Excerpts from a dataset
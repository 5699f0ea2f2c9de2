use thiserror::Error;

/// 应用程序错误类型
#[derive(Debug, Error)]
pub enum AppError {
    /// LLM 服务错误
    #[error("LLM错误: {0}")]
    Llm(#[from] LlmError),
    /// 作业（文档）相关错误
    #[error("作业错误: {0}")]
    Assignment(#[from] AssignmentError),
    /// 文件操作错误
    #[error("文件错误: {0}")]
    File(#[from] FileError),
    /// 配置错误
    #[error("配置错误: {0}")]
    Config(#[from] ConfigError),
}

/// LLM 服务错误
///
/// 调用方看到的所有 LLM 错误都可以重试；自动重试最多一次。
#[derive(Debug, Error)]
pub enum LlmError {
    /// API 调用失败
    #[error("LLM API调用失败 (模型: {model}): {source}")]
    ApiCallFailed {
        model: String,
        #[source]
        source: Box<dyn std::error::Error + Send + Sync>,
    },
    /// 调用超时
    #[error("LLM 调用超时 (模型: {model}, {timeout_secs}秒)")]
    Timeout { model: String, timeout_secs: u64 },
    /// 请求频率限制
    #[error("LLM 请求频率限制 (模型: {model})")]
    RateLimited { model: String },
    /// 返回结果为空
    #[error("LLM返回内容为空 (模型: {model})")]
    EmptyContent { model: String },
    /// 构建请求失败
    #[error("构建 LLM 请求失败: {message}")]
    RequestBuildFailed { message: String },
}

/// 作业相关错误
#[derive(Debug, Error)]
pub enum AssignmentError {
    /// 作业不存在（ID 无效或已过期）
    #[error("作业不存在: {assignment_id}")]
    NotFound { assignment_id: String },
    /// 上传内容为空
    #[error("上传的文档内容为空")]
    EmptyDocument,
    /// 问题为空
    #[error("问题不能为空")]
    EmptyQuestion,
    /// 评估者身份为空
    #[error("评估者身份不能为空")]
    EmptyEvaluator,
}

/// 文件操作错误
#[derive(Debug, Error)]
pub enum FileError {
    /// 读取文件失败
    #[error("读取文件失败 ({path}): {source}")]
    ReadFailed {
        path: String,
        #[source]
        source: std::io::Error,
    },
    /// 写入文件失败
    #[error("写入文件失败 ({path}): {source}")]
    WriteFailed {
        path: String,
        #[source]
        source: std::io::Error,
    },
    /// 删除文件失败
    #[error("删除文件失败 ({path}): {source}")]
    DeleteFailed {
        path: String,
        #[source]
        source: std::io::Error,
    },
    /// JSON 解析失败
    #[error("JSON解析失败 ({path}): {source}")]
    JsonParseFailed {
        path: String,
        #[source]
        source: serde_json::Error,
    },
    /// TOML 解析失败
    #[error("TOML解析失败 ({path}): {source}")]
    TomlParseFailed {
        path: String,
        #[source]
        source: toml::de::Error,
    },
}

/// 配置错误
#[derive(Debug, Error)]
pub enum ConfigError {
    /// 配置值不合法
    #[error("配置项 {field} 不合法: {reason}")]
    InvalidValue { field: String, reason: String },
}

// ========== 从常见错误类型转换 ==========

impl From<serde_json::Error> for AppError {
    fn from(err: serde_json::Error) -> Self {
        AppError::File(FileError::JsonParseFailed {
            path: String::new(),
            source: err,
        })
    }
}

impl From<toml::de::Error> for AppError {
    fn from(err: toml::de::Error) -> Self {
        AppError::File(FileError::TomlParseFailed {
            path: String::new(), // TOML错误通常不包含路径信息
            source: err,
        })
    }
}

impl From<std::io::Error> for AppError {
    fn from(err: std::io::Error) -> Self {
        AppError::File(FileError::ReadFailed {
            path: String::new(),
            source: err,
        })
    }
}

// ========== 便捷构造函数 ==========

impl AppError {
    /// 创建作业不存在错误
    pub fn not_found(assignment_id: impl Into<String>) -> Self {
        AppError::Assignment(AssignmentError::NotFound {
            assignment_id: assignment_id.into(),
        })
    }

    /// 创建文件读取错误
    pub fn file_read_failed(path: impl Into<String>, source: std::io::Error) -> Self {
        AppError::File(FileError::ReadFailed {
            path: path.into(),
            source,
        })
    }

    /// 创建文件写入错误
    pub fn file_write_failed(path: impl Into<String>, source: std::io::Error) -> Self {
        AppError::File(FileError::WriteFailed {
            path: path.into(),
            source,
        })
    }

    /// 调用方是否可以重试
    pub fn is_retryable(&self) -> bool {
        matches!(self, AppError::Llm(_))
    }

    /// 是否是"作业不存在"
    pub fn is_not_found(&self) -> bool {
        matches!(
            self,
            AppError::Assignment(AssignmentError::NotFound { .. })
        )
    }
}

impl LlmError {
    /// 创建LLM API调用错误
    pub fn api_failed(
        model: impl Into<String>,
        source: impl std::error::Error + Send + Sync + 'static,
    ) -> Self {
        LlmError::ApiCallFailed {
            model: model.into(),
            source: Box::new(source),
        }
    }
}

// ========== Result 类型别名 ==========

/// 应用程序结果类型
pub type AppResult<T> = Result<T, AppError>;

#[cfg(test)]
mod tests {
    use super::*;

    #[test]
    fn test_llm_errors_are_retryable() {
        let err: AppError = LlmError::Timeout {
            model: "gpt-4o".to_string(),
            timeout_secs: 30,
        }
        .into();
        assert!(err.is_retryable());
        assert!(!err.is_not_found());
    }

    #[test]
    fn test_not_found_is_not_retryable() {
        let err = AppError::not_found("abc");
        assert!(err.is_not_found());
        assert!(!err.is_retryable());
        assert!(err.to_string().contains("abc"));
    }
}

**How to complete this task:** Every line of the data above that includes "model" should be listed.

**Answer section:**
    #[error("LLM API调用失败 (模型: {model}): {source}")]
        model: String,
    #[error("LLM 调用超时 (模型: {model}, {timeout_secs}秒)")]
    Timeout { model: String, timeout_secs: u64 },
    #[error("LLM 请求频率限制 (模型: {model})")]
    RateLimited { model: String },
    #[error("LLM返回内容为空 (模型: {model})")]
    EmptyContent { model: String },
        model: impl Into<String>,
            model: model.into(),
            model: "gpt-4o".to_string(),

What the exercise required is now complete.